/**
<p>给定一个整数数组 <code>nums</code> 和一个正整数 <code>k</code>,找出是否有可能把这个数组分成 <code>k</code> 个非空子集,其总和都相等。</p>
<p> </p>
<p><strong>示例 1:</strong></p>
<pre>
<strong>输入:</strong> nums = [4, 3, 2, 3, 5, 2, 1], k = 4
<strong>输出:</strong> True
<strong>说明:</strong> 有可能将其分成 4 个子集(5),(1,4),(2,3),(2,3)等于总和。

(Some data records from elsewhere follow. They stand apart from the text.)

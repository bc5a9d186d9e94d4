//! Public client surface + builder.
//! Internals are split into `auth` (credentials), `retry` (backoff policy) and
//! `constants` (UA + defaults).

mod auth;
mod constants;
mod retry;

pub use auth::Credentials;
pub use retry::RetryConfig;

use std::sync::{Arc, PoisonError, RwLock, RwLockReadGuard, RwLockWriteGuard};
use std::thread;
use std::time::Duration;

use reqwest::StatusCode;
use reqwest::blocking::{Client, RequestBuilder, Response};
use serde_json::Value;
use url::Url;

use crate::core::error::EeError;
use crate::core::net::{self, RawResponse};
use constants::{
    DEFAULT_API_BASE_URL, DEFAULT_TILE_BASE_URL, PROFILE_HEADER, PROFILING_PARAM, USER_AGENT,
};

/// The HTTP method of an API call. The service accepts nothing else.
#[derive(Clone, Copy, Debug, PartialEq, Eq)]
pub enum HttpMethod {
    Get,
    Post,
}

/// Callback invoked with each computation-profile ID extracted from a response
/// header while profiling is enabled. See [`EeClient::with_profiling`].
pub type ProfileHook = Arc<dyn Fn(&str) + Send + Sync>;

/// The mutable part of a session. Shared by all clones of one client, never
/// between distinct clients.
#[derive(Default)]
struct SessionState {
    credentials: Option<Credentials>,
    api_base: Option<Url>,
    tile_base: Option<Url>,
    deadline: Option<Duration>,
    profile_hook: Option<ProfileHook>,
    initialized: bool,
}

fn default_url(input: &str) -> Url {
    Url::parse(input).expect("default base URL")
}

/// A session with the API: base URLs, deadline, credentials, profiling hook, and
/// the dispatch logic that uses them.
///
/// Cloning is cheap and clones share session state; use separate instances (or the
/// per-thread sessions in [`crate::session`]) for isolated configuration.
#[derive(Clone)]
pub struct EeClient {
    http: Client,
    state: Arc<RwLock<SessionState>>,
    retry: RetryConfig,
}

impl Default for EeClient {
    fn default() -> Self {
        Self::builder().build().expect("default client")
    }
}

impl EeClient {
    /// Create a new builder.
    pub fn builder() -> EeClientBuilder {
        EeClientBuilder::default()
    }

    fn state(&self) -> RwLockReadGuard<'_, SessionState> {
        self.state.read().unwrap_or_else(PoisonError::into_inner)
    }

    fn state_mut(&self) -> RwLockWriteGuard<'_, SessionState> {
        self.state.write().unwrap_or_else(PoisonError::into_inner)
    }

    /// Initialize the session, setting credentials and base URLs.
    ///
    /// Arguments left as `None` keep their old values; on the first call, unset
    /// base URLs take the service defaults.
    pub fn initialize(
        &self,
        credentials: Option<Credentials>,
        api_base: Option<Url>,
        tile_base: Option<Url>,
    ) {
        let mut st = self.state_mut();
        if let Some(c) = credentials {
            st.credentials = Some(c);
        }
        if let Some(u) = api_base {
            st.api_base = Some(u);
        } else if !st.initialized {
            st.api_base = Some(default_url(DEFAULT_API_BASE_URL));
        }
        if let Some(u) = tile_base {
            st.tile_base = Some(u);
        } else if !st.initialized {
            st.tile_base = Some(default_url(DEFAULT_TILE_BASE_URL));
        }
        st.initialized = true;
    }

    /// Reset the session, clearing credentials, custom base URLs and the deadline.
    pub fn reset(&self) {
        *self.state_mut() = SessionState::default();
    }

    /// Set the timeout for API requests, in milliseconds. `0` means no limit.
    pub fn set_deadline(&self, milliseconds: u64) {
        self.state_mut().deadline = (milliseconds > 0).then(|| Duration::from_millis(milliseconds));
    }

    /// Run `f` with profiling enabled (or disabled, when `hook` is `None`),
    /// restoring the previous hook afterwards.
    ///
    /// While a hook is set, every request carries a profiling parameter and the
    /// hook is called with each profile ID the server returns, before the response
    /// body is interpreted, so profiles are reported even for error responses.
    pub fn with_profiling<R>(&self, hook: Option<ProfileHook>, f: impl FnOnce() -> R) -> R {
        struct Restore<'a> {
            client: &'a EeClient,
            prev: Option<Option<ProfileHook>>,
        }
        impl Drop for Restore<'_> {
            fn drop(&mut self) {
                if let Some(prev) = self.prev.take() {
                    self.client.state_mut().profile_hook = prev;
                }
            }
        }

        let prev = std::mem::replace(&mut self.state_mut().profile_hook, hook);
        let _restore = Restore {
            client: self,
            prev: Some(prev),
        };
        f()
    }

    /// The base URL for API calls.
    pub fn api_base(&self) -> Url {
        self.ensure_initialized();
        self.state()
            .api_base
            .clone()
            .unwrap_or_else(|| default_url(DEFAULT_API_BASE_URL))
    }

    /// The base URL for media and tile calls.
    pub fn tile_base(&self) -> Url {
        self.ensure_initialized();
        self.state()
            .tile_base
            .clone()
            .unwrap_or_else(|| default_url(DEFAULT_TILE_BASE_URL))
    }

    /// The request deadline, if one is set.
    pub fn deadline(&self) -> Option<Duration> {
        self.state().deadline
    }

    pub(crate) fn credentials(&self) -> Option<Credentials> {
        self.state().credentials.clone()
    }

    /// Send an API call and decode the JSON `data` payload.
    ///
    /// `path` is appended to the session's API base URL and must start with `/`.
    /// For `Get` the parameters become the query string; for `Post` they are sent
    /// as an urlencoded form body.
    ///
    /// # Errors
    ///
    /// Returns `EeError` for transport failures, server-reported errors, responses
    /// that are not the expected JSON envelope, and unsuccessful HTTP statuses.
    #[cfg_attr(
        feature = "tracing",
        tracing::instrument(skip(self, params), err, fields(path = %path))
    )]
    pub fn send(
        &self,
        path: &str,
        params: &[(&str, &str)],
        method: HttpMethod,
    ) -> Result<Value, EeError> {
        let resp = self.dispatch(path, params, method)?;
        net::decode_json(&resp)
    }

    /// Send an API call and return the response body without decoding it.
    ///
    /// # Errors
    ///
    /// Returns `EeError` for transport failures and unsuccessful HTTP statuses.
    #[cfg_attr(
        feature = "tracing",
        tracing::instrument(skip(self, params), err, fields(path = %path))
    )]
    pub fn send_raw(
        &self,
        path: &str,
        params: &[(&str, &str)],
        method: HttpMethod,
    ) -> Result<Vec<u8>, EeError> {
        let resp = self.dispatch(path, params, method)?;
        net::decode_raw(resp)
    }

    /// API calls must never run against an uninitialized session.
    fn ensure_initialized(&self) {
        if !self.state().initialized {
            self.initialize(None, None, None);
        }
    }

    fn dispatch(
        &self,
        path: &str,
        params: &[(&str, &str)],
        method: HttpMethod,
    ) -> Result<RawResponse, EeError> {
        self.ensure_initialized();

        let (url, deadline, credentials, hook) = {
            let st = self.state();
            let base = st
                .api_base
                .clone()
                .unwrap_or_else(|| default_url(DEFAULT_API_BASE_URL));
            let mut target = base.as_str().trim_end_matches('/').to_string();
            target.push_str(path);
            (
                Url::parse(&target)?,
                st.deadline,
                st.credentials.clone(),
                st.profile_hook.clone(),
            )
        };

        let mut params: Vec<(String, String)> = params
            .iter()
            .map(|(k, v)| ((*k).to_string(), (*v).to_string()))
            .collect();
        if hook.is_some() {
            params.push((PROFILING_PARAM.to_string(), "1".to_string()));
        }

        let resp = self.execute_with_retry(|| {
            let mut req = match method {
                HttpMethod::Get => self.http.get(url.clone()).query(&params),
                HttpMethod::Post => self.http.post(url.clone()).form(&params),
            };
            if let Some(d) = deadline {
                req = req.timeout(d);
            }
            if let Some(c) = &credentials {
                req = c.authorize(req);
            }
            req
        })?;

        let profile_id = resp
            .headers()
            .get(PROFILE_HEADER)
            .and_then(|v| v.to_str().ok())
            .map(str::to_string);
        let status = resp.status().as_u16();
        let final_url = resp.url().to_string();
        let content_type = net::effective_content_type(
            resp.headers()
                .get(reqwest::header::CONTENT_TYPE)
                .and_then(|v| v.to_str().ok()),
        );
        let body = resp.bytes()?.to_vec();

        // Reported before the body is interpreted, error responses included.
        if let (Some(hook), Some(id)) = (hook, profile_id) {
            hook(&id);
        }

        Ok(RawResponse {
            status,
            url: final_url,
            content_type,
            body,
        })
    }

    /// Perform the request, retrying rate-limited responses on the bounded
    /// exponential-backoff schedule. The last response is returned as-is once the
    /// schedule is exhausted.
    fn execute_with_retry(
        &self,
        build: impl Fn() -> RequestBuilder,
    ) -> Result<Response, EeError> {
        let mut attempt = 0u32;
        loop {
            let resp = build().send()?;
            if resp.status() == StatusCode::TOO_MANY_REQUESTS
                && self.retry.enabled
                && attempt < self.retry.max_retries
            {
                let wait = self.retry.delay_for(attempt);
                #[cfg(feature = "tracing")]
                tracing::debug!(attempt, ?wait, "rate limited, backing off");
                thread::sleep(wait);
                attempt += 1;
                continue;
            }
            return Ok(resp);
        }
    }
}

/* ----------------------- Builder ----------------------- */

#[derive(Default)]
pub struct EeClientBuilder {
    user_agent: Option<String>,
    api_base: Option<Url>,
    tile_base: Option<Url>,
    credentials: Option<Credentials>,
    deadline_ms: Option<u64>,
    retry: Option<RetryConfig>,
    retry_enabled: Option<bool>,
    connect_timeout: Option<Duration>,
}

impl EeClientBuilder {
    /// Override the User-Agent.
    pub fn user_agent(mut self, ua: impl Into<String>) -> Self {
        self.user_agent = Some(ua.into());
        self
    }

    /// Override the API base URL (e.g., `https://earthengine.googleapis.com/api`).
    pub fn api_base(mut self, url: Url) -> Self {
        self.api_base = Some(url);
        self
    }

    /// Override the tile/media base URL (e.g., `https://earthengine.googleapis.com`).
    pub fn tile_base(mut self, url: Url) -> Self {
        self.tile_base = Some(url);
        self
    }

    /// Set the session credentials.
    pub fn credentials(mut self, credentials: Credentials) -> Self {
        self.credentials = Some(credentials);
        self
    }

    /// Set the request deadline in milliseconds. `0` means no limit (the default).
    pub fn deadline_ms(mut self, milliseconds: u64) -> Self {
        self.deadline_ms = Some(milliseconds);
        self
    }

    /// Override the retry policy for rate-limited requests.
    #[must_use]
    pub fn retry_policy(mut self, cfg: RetryConfig) -> Self {
        self.retry = Some(cfg);
        self
    }

    /// Enable or disable retries without replacing the whole policy.
    #[must_use]
    pub fn retry_enabled(mut self, enabled: bool) -> Self {
        self.retry_enabled = Some(enabled);
        self
    }

    /// Set a connect timeout. Default: none.
    pub fn connect_timeout(mut self, dur: Duration) -> Self {
        self.connect_timeout = Some(dur);
        self
    }

    /// Build the client.
    ///
    /// # Errors
    ///
    /// Returns `EeError::Http` if the underlying HTTP client cannot be constructed.
    pub fn build(self) -> Result<EeClient, EeError> {
        let mut httpb = reqwest::blocking::Client::builder()
            .user_agent(self.user_agent.as_deref().unwrap_or(USER_AGENT))
            // The session deadline is the only timeout; the transport itself must
            // not impose one of its own.
            .timeout(None);

        if let Some(ct) = self.connect_timeout {
            httpb = httpb.connect_timeout(ct);
        }

        let http = httpb.build()?;

        let mut retry = self.retry.unwrap_or_default();
        if let Some(enabled) = self.retry_enabled {
            retry.enabled = enabled;
        }

        let client = EeClient {
            http,
            state: Arc::new(RwLock::new(SessionState::default())),
            retry,
        };
        client.initialize(self.credentials, self.api_base, self.tile_base);
        if let Some(ms) = self.deadline_ms {
            client.set_deadline(ms);
        }
        Ok(client)
    }
}
#![allow(dead_code)]

use std::time::Duration;

use earthengine_rs::{EeClient, RetryConfig};
use httpmock::MockServer;
use url::Url;

pub fn setup_server() -> MockServer {
    MockServer::start()
}

/// The mock server's `/api` prefix, mirroring the live service layout.
pub fn api_base(server: &MockServer) -> Url {
    Url::parse(&format!("{}/api", server.base_url())).unwrap()
}

pub fn client_for(server: &MockServer) -> EeClient {
    EeClient::builder()
        .api_base(api_base(server))
        .build()
        .unwrap()
}

/// A retry policy with waits short enough for tests.
pub fn fast_retry(max_retries: u32) -> RetryConfig {
    RetryConfig {
        enabled: true,
        max_retries,
        base_wait: Duration::from_millis(20),
        max_wait: Duration::from_millis(80),
    }
}
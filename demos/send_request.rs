//! Minimal end-to-end request against the API.
//!
//! Expects an OAuth2 access token in `EE_ACCESS_TOKEN`:
//!
//! ```sh
//! EE_ACCESS_TOKEN=ya29... cargo run --example send_request
//! ```

use earthengine_rs::{Credentials, HttpMethod, session};

fn main() -> Result<(), Box<dyn std::error::Error>> {
    #[cfg(feature = "tracing-subscriber")]
    tracing_subscriber::fmt::init();

    let token = std::env::var("EE_ACCESS_TOKEN")?;
    session::initialize(Some(Credentials::bearer(token)), None, None);
    session::set_deadline(30_000);

    let info = session::send("/info", &[("id", "srtm90_v4")], HttpMethod::Post)?;
    println!("{info:#}");
    Ok(())
}
mod common;

use std::sync::{Mutex, MutexGuard, PoisonError};
use std::thread;
use std::time::Duration;

use earthengine_rs::{Credentials, EeClient, HttpMethod, session};
use httpmock::Method::POST;
use serde_json::json;
use url::Url;

/* ---------------- EeClient session-state semantics ---------------- */

#[test]
fn initialize_updates_only_the_specified_parts() {
    let client = EeClient::builder().build().unwrap();
    assert!(
        client
            .api_base()
            .as_str()
            .contains("earthengine.googleapis.com")
    );

    let api = Url::parse("http://localhost:8080/api").unwrap();
    client.initialize(None, Some(api.clone()), None);
    assert_eq!(client.api_base(), api);
    assert!(
        client
            .tile_base()
            .as_str()
            .contains("earthengine.googleapis.com")
    );

    let tiles = Url::parse("http://localhost:8081/").unwrap();
    client.initialize(None, None, Some(tiles.clone()));
    assert_eq!(client.api_base(), api);
    assert_eq!(client.tile_base(), tiles);
}

#[test]
fn reset_returns_to_defaults() {
    let client = EeClient::builder()
        .api_base(Url::parse("http://localhost:8080/api").unwrap())
        .credentials(Credentials::bearer("tok"))
        .deadline_ms(5_000)
        .build()
        .unwrap();

    client.reset();

    assert!(
        client
            .api_base()
            .as_str()
            .contains("earthengine.googleapis.com")
    );
    assert_eq!(client.deadline(), None);
}

#[test]
fn deadline_zero_means_no_limit() {
    let client = EeClient::builder().build().unwrap();
    client.set_deadline(5_000);
    assert_eq!(client.deadline(), Some(Duration::from_millis(5_000)));
    client.set_deadline(0);
    assert_eq!(client.deadline(), None);
}

#[test]
fn clones_share_session_state() {
    let client = EeClient::builder().build().unwrap();
    let clone = client.clone();

    let api = Url::parse("http://localhost:8080/api").unwrap();
    clone.initialize(None, Some(api.clone()), None);

    assert_eq!(client.api_base(), api);
}

/* ---------------- Global and thread-local sessions ---------------- */

// Integration tests share the process-wide session; tests that touch it take
// this lock and reset on the way out.
static GLOBAL_SESSION: Mutex<()> = Mutex::new(());

fn global_session() -> MutexGuard<'static, ()> {
    GLOBAL_SESSION.lock().unwrap_or_else(PoisonError::into_inner)
}

#[test]
fn set_thread_credentials_reports_changes() {
    thread::spawn(|| {
        let one = Some(Credentials::bearer("one"));
        assert!(session::set_thread_credentials(one.clone()));
        assert!(!session::set_thread_credentials(one));
        assert!(session::set_thread_credentials(Some(Credentials::bearer("two"))));
        assert!(session::set_thread_credentials(None));
        assert!(!session::set_thread_credentials(None));
    })
    .join()
    .unwrap();
}

#[test]
fn threads_with_distinct_credentials_are_isolated() {
    let _guard = global_session();
    session::reset();

    let global_server = common::setup_server();
    let global_base = common::api_base(&global_server);
    session::initialize(None, Some(global_base.clone()), None);
    session::set_deadline(30_000);

    let server_one = common::setup_server();
    let server_two = common::setup_server();
    let mock_one = server_one.mock(|when, then| {
        when.method(POST)
            .path("/api/value")
            .header("authorization", "Bearer token-one");
        then.status(200)
            .header("content-type", "application/json")
            .body(r#"{"data": "one"}"#);
    });
    let mock_two = server_two.mock(|when, then| {
        when.method(POST)
            .path("/api/value")
            .header("authorization", "Bearer token-two");
        then.status(200)
            .header("content-type", "application/json")
            .body(r#"{"data": "two"}"#);
    });

    let base_one = common::api_base(&server_one);
    let base_two = common::api_base(&server_two);

    let worker = |token: &'static str, base: Url, deadline: u64, expect: &'static str| {
        move || {
            assert!(session::set_thread_credentials(Some(Credentials::bearer(
                token
            ))));
            session::initialize(None, Some(base.clone()), None);
            session::set_deadline(deadline);

            let value = session::send("/value", &[], HttpMethod::Post).unwrap();
            assert_eq!(value, json!(expect));
            assert_eq!(session::current().api_base(), base);
            assert_eq!(
                session::current().deadline(),
                Some(Duration::from_millis(deadline))
            );
        }
    };

    let t1 = thread::spawn(worker("token-one", base_one, 1_000, "one"));
    let t2 = thread::spawn(worker("token-two", base_two, 2_000, "two"));
    t1.join().unwrap();
    t2.join().unwrap();

    mock_one.assert();
    mock_two.assert();

    // the shared session never observed the per-thread overrides
    assert_eq!(session::current().api_base(), global_base);
    assert_eq!(
        session::current().deadline(),
        Some(Duration::from_millis(30_000))
    );

    session::reset();
}

#[test]
fn clearing_thread_credentials_rejoins_the_shared_session() {
    let _guard = global_session();
    session::reset();

    let server = common::setup_server();
    let base = common::api_base(&server);
    session::initialize(None, Some(base.clone()), None);

    let shared_base = base.clone();
    thread::spawn(move || {
        // a fresh override starts from defaults, not from the shared configuration
        assert!(session::set_thread_credentials(Some(Credentials::bearer(
            "tok"
        ))));
        assert!(
            session::current()
                .api_base()
                .as_str()
                .contains("earthengine.googleapis.com")
        );

        assert!(session::set_thread_credentials(None));
        assert_eq!(session::current().api_base(), shared_base);
    })
    .join()
    .unwrap();

    session::reset();
}
//! earthengine-rs: Rust client for the Earth Engine REST API.
//!
//! The crate is the request dispatch layer of the SDK: a session object holding
//! base URLs, deadline and credentials ([`EeClient`]), a thread-local override so
//! concurrent threads can use distinct credentials ([`session`]), and a bounded
//! exponential-backoff retry loop for rate-limited requests. Endpoints are reached
//! through the `send`/`send_raw` contract; payloads are `serde_json::Value`.
//!
//! ```no_run
//! use earthengine_rs::{Credentials, HttpMethod, session};
//!
//! fn main() -> Result<(), earthengine_rs::EeError> {
//!     session::initialize(Some(Credentials::bearer("ya29.token")), None, None);
//!     let info = session::send("/info", &[("id", "srtm90_v4")], HttpMethod::Post)?;
//!     println!("{info}");
//!     Ok(())
//! }
//! ```

pub mod core;
pub mod media;
pub mod session;

pub use crate::core::{
    Credentials, DownloadId, EeClient, EeClientBuilder, EeError, HttpMethod, MapId, ProfileHook,
    RetryConfig, ThumbId,
};
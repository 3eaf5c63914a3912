//! Minimal Ollama generate API client.
//!
//! This crate provides a focused client for Ollama's `/api/generate`
//! endpoint: one-shot, non-streaming completions with a bounded request
//! timeout. Story generation over a slow mesh link has no use for
//! token streaming, so none is offered.

use reqwest::header::{HeaderMap, HeaderValue, CONTENT_TYPE};
use serde::{Deserialize, Serialize};
use std::time::Duration;
use thiserror::Error;

const DEFAULT_BASE_URL: &str = "http://localhost:11434";
const DEFAULT_MODEL: &str = "llama3.1:8b";
const DEFAULT_TIMEOUT_SECS: u64 = 30;

/// Errors that can occur when using the Ollama client.
#[derive(Debug, Error)]
pub enum Error {
    #[error("Network error: {0}")]
    Network(String),

    #[error("API error (status {status}): {message}")]
    Api { status: u16, message: String },

    #[error("Failed to parse response: {0}")]
    Parse(String),

    #[error("Invalid configuration: {0}")]
    Config(String),
}

/// Ollama API client.
#[derive(Debug, Clone)]
pub struct Ollama {
    client: reqwest::Client,
    base_url: String,
    model: String,
}

impl Ollama {
    /// Create a new client against the given base URL (e.g. `http://localhost:11434`).
    pub fn new(base_url: impl Into<String>) -> Self {
        Self::with_timeout(base_url, Duration::from_secs(DEFAULT_TIMEOUT_SECS))
    }

    /// Create a client with an explicit request timeout.
    pub fn with_timeout(base_url: impl Into<String>, timeout: Duration) -> Self {
        Self {
            client: reqwest::Client::builder()
                .timeout(timeout)
                .connect_timeout(Duration::from_secs(5))
                .build()
                .expect("Failed to build HTTP client"),
            base_url: base_url.into().trim_end_matches('/').to_string(),
            model: DEFAULT_MODEL.to_string(),
        }
    }

    /// Create a client from the OLLAMA_URL environment variable,
    /// falling back to the local default.
    pub fn from_env() -> Self {
        let base_url =
            std::env::var("OLLAMA_URL").unwrap_or_else(|_| DEFAULT_BASE_URL.to_string());
        Self::new(base_url)
    }

    /// Set the default model for this client.
    pub fn with_model(mut self, model: impl Into<String>) -> Self {
        self.model = model.into();
        self
    }

    /// The model name requests default to.
    pub fn model(&self) -> &str {
        &self.model
    }

    /// Send a generate request and return the full response.
    pub async fn generate(&self, request: Request) -> Result<Response, Error> {
        let api_request = self.build_api_request(&request);
        let headers = build_headers();

        let response = self
            .client
            .post(format!("{}/api/generate", self.base_url))
            .headers(headers)
            .json(&api_request)
            .send()
            .await
            .map_err(|e| Error::Network(e.to_string()))?;

        if !response.status().is_success() {
            let status = response.status().as_u16();
            let body = response.text().await.unwrap_or_default();
            return Err(Error::Api {
                status,
                message: body,
            });
        }

        let api_response: ApiResponse = response
            .json()
            .await
            .map_err(|e| Error::Parse(e.to_string()))?;

        Ok(Response {
            model: api_response.model,
            text: api_response.response,
            done: api_response.done,
        })
    }

    fn build_api_request(&self, request: &Request) -> ApiRequest {
        ApiRequest {
            model: request
                .model
                .clone()
                .unwrap_or_else(|| self.model.clone()),
            prompt: request.prompt.clone(),
            system: request.system.clone(),
            stream: false,
            options: ApiOptions {
                temperature: request.temperature,
                num_predict: request.num_predict,
            },
        }
    }
}

fn build_headers() -> HeaderMap {
    let mut headers = HeaderMap::new();
    headers.insert(CONTENT_TYPE, HeaderValue::from_static("application/json"));
    headers
}

// ============================================================================
// Public types
// ============================================================================

/// A generate request.
#[derive(Debug, Clone)]
pub struct Request {
    pub model: Option<String>,
    pub prompt: String,
    pub system: Option<String>,
    pub temperature: Option<f32>,
    pub num_predict: Option<usize>,
}

impl Request {
    /// Create a new request with the given prompt.
    pub fn new(prompt: impl Into<String>) -> Self {
        Self {
            model: None,
            prompt: prompt.into(),
            system: None,
            temperature: None,
            num_predict: None,
        }
    }

    pub fn with_model(mut self, model: impl Into<String>) -> Self {
        self.model = Some(model.into());
        self
    }

    pub fn with_system(mut self, system: impl Into<String>) -> Self {
        self.system = Some(system.into());
        self
    }

    pub fn with_temperature(mut self, temperature: f32) -> Self {
        self.temperature = Some(temperature);
        self
    }

    /// Cap the number of tokens generated.
    pub fn with_num_predict(mut self, num_predict: usize) -> Self {
        self.num_predict = Some(num_predict);
        self
    }
}

/// A generate response.
#[derive(Debug, Clone)]
pub struct Response {
    pub model: String,
    pub text: String,
    pub done: bool,
}

impl Response {
    /// The generated text with surrounding whitespace trimmed.
    pub fn text_trimmed(&self) -> &str {
        self.text.trim()
    }
}

// ============================================================================
// Internal API types
// ============================================================================

#[derive(Debug, Serialize)]
struct ApiRequest {
    model: String,
    prompt: String,
    #[serde(skip_serializing_if = "Option::is_none")]
    system: Option<String>,
    stream: bool,
    options: ApiOptions,
}

#[derive(Debug, Serialize)]
struct ApiOptions {
    #[serde(skip_serializing_if = "Option::is_none")]
    temperature: Option<f32>,
    #[serde(skip_serializing_if = "Option::is_none")]
    num_predict: Option<usize>,
}

#[derive(Debug, Deserialize)]
struct ApiResponse {
    model: String,
    response: String,
    #[serde(default)]
    done: bool,
}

</pre>
<p><strong>示例 2:</strong></p>
<pre>
<strong>输入:</strong> nums = [1,2,3,4], k = 3
<strong>输出:</strong> false</pre>
<p> </p>
<p><strong>提示:</strong></p>
<ul>
<li><code>1 <= k <= len(nums) <= 16</code></li>
<li><code>0 < nums[i] < 10000</code></li>
<li>每个元素的频率在 <code>[1,4]</code> 范围内</li>
</ul>
<div><div>Related Topics</div><div><li>位运算</li><li>记忆化搜索</li><li>数组</li><li>动态规划</li><li>回溯</li><li>状态压缩</li></div></div><br><div><li>👍 599</li><li>👎 0</li></div>
*/
//leetcode submit region begin(Prohibit modification and deletion)
class Solution {
public static boolean canPartitionKSubsets(int[] nums, int k) {
//平分的桶子大于数组个数
if (k > nums.length) {
return false;
}
//所有数字和无法平分
int sum = 0;
for (int i = 0; i < nums.length; i++) {
sum += nums[i];
}
if (sum % k != 0) {
return false;
}
int[] bucket = new int[k];
int target = sum / k;
return backtrack(nums, 0, bucket, target);
}
//以数字的角度
static boolean backtrack(int[] nums, int index, int[] bucket, int target) {
if (index == nums.length) {
for (int i = 0; i < bucket.length; i++) {
if (bucket[i] != target) {
return false;
}
return true;
}
}
for (int i = 0; i < bucket.length; i++) {
//剪枝 桶子满了
if (bucket[i] + nums[index] > target) {
continue;
}
bucket[i] += nums[index];
if (backtrack(nums, index + 1, bucket, target)) {
return true;
}
bucket[i] -= nums[index];
}
return false;
}
}
//leetcode submit region end(Prohibit modification and deletion)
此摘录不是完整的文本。